**TASK TO CARRY OUT:** Report back each line of the data that contains the word "NextcloudApp".

(Entries taken from a collection)

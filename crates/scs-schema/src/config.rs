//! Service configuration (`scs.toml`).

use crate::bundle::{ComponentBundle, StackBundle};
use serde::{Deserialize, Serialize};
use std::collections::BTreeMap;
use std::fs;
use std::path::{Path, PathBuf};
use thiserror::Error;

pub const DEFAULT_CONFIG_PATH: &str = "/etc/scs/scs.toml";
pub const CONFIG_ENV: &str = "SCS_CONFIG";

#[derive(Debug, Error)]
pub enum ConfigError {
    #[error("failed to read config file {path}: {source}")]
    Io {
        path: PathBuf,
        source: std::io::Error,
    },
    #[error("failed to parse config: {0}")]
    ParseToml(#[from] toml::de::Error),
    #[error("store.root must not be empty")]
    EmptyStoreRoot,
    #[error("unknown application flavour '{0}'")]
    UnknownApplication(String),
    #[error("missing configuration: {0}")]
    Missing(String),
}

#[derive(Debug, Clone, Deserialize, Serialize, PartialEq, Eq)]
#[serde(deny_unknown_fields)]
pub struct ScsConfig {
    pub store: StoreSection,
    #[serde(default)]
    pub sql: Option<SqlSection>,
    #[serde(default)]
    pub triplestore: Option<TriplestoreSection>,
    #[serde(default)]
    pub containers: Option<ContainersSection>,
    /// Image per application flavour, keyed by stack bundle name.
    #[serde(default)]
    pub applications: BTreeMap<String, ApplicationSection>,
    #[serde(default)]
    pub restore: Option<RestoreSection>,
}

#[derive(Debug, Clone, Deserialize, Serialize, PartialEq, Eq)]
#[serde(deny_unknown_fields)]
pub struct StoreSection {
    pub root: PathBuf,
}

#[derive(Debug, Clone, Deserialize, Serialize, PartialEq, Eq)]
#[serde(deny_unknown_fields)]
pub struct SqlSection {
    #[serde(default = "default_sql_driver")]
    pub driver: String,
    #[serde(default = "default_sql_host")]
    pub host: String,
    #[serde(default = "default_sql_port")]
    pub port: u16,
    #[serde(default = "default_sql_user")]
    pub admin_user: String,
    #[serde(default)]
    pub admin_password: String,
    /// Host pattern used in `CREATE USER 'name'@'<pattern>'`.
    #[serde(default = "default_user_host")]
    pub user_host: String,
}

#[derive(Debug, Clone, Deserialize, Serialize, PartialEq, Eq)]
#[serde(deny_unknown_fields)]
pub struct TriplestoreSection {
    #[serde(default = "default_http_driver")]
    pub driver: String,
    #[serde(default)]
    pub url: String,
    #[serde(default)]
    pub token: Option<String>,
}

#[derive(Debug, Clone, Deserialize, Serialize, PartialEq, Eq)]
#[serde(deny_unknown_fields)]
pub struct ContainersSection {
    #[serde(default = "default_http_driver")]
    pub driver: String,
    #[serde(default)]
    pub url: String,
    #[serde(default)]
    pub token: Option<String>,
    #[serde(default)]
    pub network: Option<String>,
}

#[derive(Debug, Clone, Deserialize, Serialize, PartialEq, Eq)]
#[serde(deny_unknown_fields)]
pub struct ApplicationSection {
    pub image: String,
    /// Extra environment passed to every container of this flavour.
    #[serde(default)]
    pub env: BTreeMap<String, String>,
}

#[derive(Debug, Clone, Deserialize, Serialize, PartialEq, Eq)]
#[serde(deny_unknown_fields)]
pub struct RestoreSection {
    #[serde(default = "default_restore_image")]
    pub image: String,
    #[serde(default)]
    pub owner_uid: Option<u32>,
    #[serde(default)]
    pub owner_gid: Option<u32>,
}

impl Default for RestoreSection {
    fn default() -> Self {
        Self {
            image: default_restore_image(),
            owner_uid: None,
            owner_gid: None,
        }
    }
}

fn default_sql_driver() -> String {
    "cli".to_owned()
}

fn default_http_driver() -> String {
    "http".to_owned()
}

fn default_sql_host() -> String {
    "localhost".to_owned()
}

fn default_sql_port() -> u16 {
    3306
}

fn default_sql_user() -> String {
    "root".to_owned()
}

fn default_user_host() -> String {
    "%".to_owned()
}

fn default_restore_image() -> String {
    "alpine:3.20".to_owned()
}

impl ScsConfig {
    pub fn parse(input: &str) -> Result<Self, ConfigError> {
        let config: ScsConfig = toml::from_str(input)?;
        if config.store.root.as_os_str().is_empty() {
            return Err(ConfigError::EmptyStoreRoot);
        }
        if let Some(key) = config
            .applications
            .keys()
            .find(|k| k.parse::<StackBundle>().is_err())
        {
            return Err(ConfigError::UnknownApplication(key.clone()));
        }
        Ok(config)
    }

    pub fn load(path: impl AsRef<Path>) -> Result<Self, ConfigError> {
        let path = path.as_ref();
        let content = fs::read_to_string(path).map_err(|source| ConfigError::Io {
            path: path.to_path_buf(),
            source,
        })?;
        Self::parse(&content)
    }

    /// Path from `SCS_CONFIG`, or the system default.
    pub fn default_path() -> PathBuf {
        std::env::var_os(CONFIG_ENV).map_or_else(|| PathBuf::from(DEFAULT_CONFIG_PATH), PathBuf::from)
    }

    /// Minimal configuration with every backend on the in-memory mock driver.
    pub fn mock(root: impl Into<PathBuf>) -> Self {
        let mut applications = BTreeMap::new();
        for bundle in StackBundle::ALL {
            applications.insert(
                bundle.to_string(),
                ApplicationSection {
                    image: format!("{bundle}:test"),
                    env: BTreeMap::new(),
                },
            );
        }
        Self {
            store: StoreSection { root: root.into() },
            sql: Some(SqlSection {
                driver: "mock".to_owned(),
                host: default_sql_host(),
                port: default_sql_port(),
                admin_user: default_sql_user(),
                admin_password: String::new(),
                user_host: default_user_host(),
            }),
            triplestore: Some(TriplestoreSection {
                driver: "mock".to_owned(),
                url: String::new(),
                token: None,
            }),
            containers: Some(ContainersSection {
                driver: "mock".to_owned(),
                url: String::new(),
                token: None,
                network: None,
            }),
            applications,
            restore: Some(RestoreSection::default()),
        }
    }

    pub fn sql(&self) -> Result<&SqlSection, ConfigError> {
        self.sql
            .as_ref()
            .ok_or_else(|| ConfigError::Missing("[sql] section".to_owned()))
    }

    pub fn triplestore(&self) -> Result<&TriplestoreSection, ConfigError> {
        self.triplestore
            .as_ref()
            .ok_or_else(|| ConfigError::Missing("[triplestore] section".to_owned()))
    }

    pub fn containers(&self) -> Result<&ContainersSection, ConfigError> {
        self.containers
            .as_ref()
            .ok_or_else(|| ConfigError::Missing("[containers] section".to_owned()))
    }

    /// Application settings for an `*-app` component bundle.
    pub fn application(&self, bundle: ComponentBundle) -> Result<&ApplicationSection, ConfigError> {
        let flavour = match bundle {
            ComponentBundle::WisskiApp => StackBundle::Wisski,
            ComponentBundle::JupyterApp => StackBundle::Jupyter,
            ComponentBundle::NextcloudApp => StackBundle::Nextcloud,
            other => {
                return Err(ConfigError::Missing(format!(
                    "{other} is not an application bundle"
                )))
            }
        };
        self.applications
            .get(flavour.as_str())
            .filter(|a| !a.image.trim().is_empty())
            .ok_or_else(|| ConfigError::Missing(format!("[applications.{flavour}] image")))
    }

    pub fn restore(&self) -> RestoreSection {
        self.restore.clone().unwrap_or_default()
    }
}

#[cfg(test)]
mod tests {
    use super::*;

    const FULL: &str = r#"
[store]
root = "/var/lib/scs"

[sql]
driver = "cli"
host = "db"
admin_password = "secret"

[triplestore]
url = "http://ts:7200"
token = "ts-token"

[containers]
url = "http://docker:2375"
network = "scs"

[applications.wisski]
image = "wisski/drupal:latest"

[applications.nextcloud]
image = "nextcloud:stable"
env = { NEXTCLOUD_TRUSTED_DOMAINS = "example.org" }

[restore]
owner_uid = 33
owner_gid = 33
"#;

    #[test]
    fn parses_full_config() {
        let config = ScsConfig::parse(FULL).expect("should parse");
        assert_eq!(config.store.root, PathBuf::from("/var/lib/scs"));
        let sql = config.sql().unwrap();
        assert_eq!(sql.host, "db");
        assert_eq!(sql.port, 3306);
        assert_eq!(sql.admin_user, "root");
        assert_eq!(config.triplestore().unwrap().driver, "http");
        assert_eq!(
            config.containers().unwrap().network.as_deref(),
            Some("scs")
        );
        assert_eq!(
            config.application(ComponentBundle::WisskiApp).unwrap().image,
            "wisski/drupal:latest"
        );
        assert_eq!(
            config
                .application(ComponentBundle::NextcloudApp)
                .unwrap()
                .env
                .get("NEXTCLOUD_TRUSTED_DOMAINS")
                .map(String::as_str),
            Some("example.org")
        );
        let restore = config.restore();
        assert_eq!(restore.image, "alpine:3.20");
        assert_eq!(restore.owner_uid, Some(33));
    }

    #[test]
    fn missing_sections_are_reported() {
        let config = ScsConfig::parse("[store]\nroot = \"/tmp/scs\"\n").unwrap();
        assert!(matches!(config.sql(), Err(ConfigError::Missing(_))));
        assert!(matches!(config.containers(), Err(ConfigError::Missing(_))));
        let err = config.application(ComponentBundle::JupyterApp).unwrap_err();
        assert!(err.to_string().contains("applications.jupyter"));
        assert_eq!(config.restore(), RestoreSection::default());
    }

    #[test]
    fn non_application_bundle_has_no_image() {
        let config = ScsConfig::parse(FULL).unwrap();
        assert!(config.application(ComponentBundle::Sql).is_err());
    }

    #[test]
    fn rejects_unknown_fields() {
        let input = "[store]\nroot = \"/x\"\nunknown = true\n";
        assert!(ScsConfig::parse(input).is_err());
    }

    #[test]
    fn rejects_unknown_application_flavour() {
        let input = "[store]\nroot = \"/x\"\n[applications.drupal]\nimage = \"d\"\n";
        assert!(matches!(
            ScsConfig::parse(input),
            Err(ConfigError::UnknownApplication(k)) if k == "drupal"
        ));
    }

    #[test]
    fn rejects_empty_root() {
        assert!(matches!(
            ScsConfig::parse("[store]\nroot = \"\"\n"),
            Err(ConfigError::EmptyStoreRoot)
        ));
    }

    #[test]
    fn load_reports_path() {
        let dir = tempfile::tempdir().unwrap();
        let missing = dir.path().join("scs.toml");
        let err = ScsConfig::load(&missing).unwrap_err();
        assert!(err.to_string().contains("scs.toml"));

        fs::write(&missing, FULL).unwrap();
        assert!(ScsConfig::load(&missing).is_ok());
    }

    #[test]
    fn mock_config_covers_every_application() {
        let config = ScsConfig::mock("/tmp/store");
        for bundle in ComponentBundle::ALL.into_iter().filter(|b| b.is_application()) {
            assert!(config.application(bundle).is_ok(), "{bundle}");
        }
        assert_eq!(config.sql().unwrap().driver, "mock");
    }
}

**RESULT OF THIS TASK:**
            ComponentBundle::NextcloudApp => StackBundle::Nextcloud,
                .application(ComponentBundle::NextcloudApp)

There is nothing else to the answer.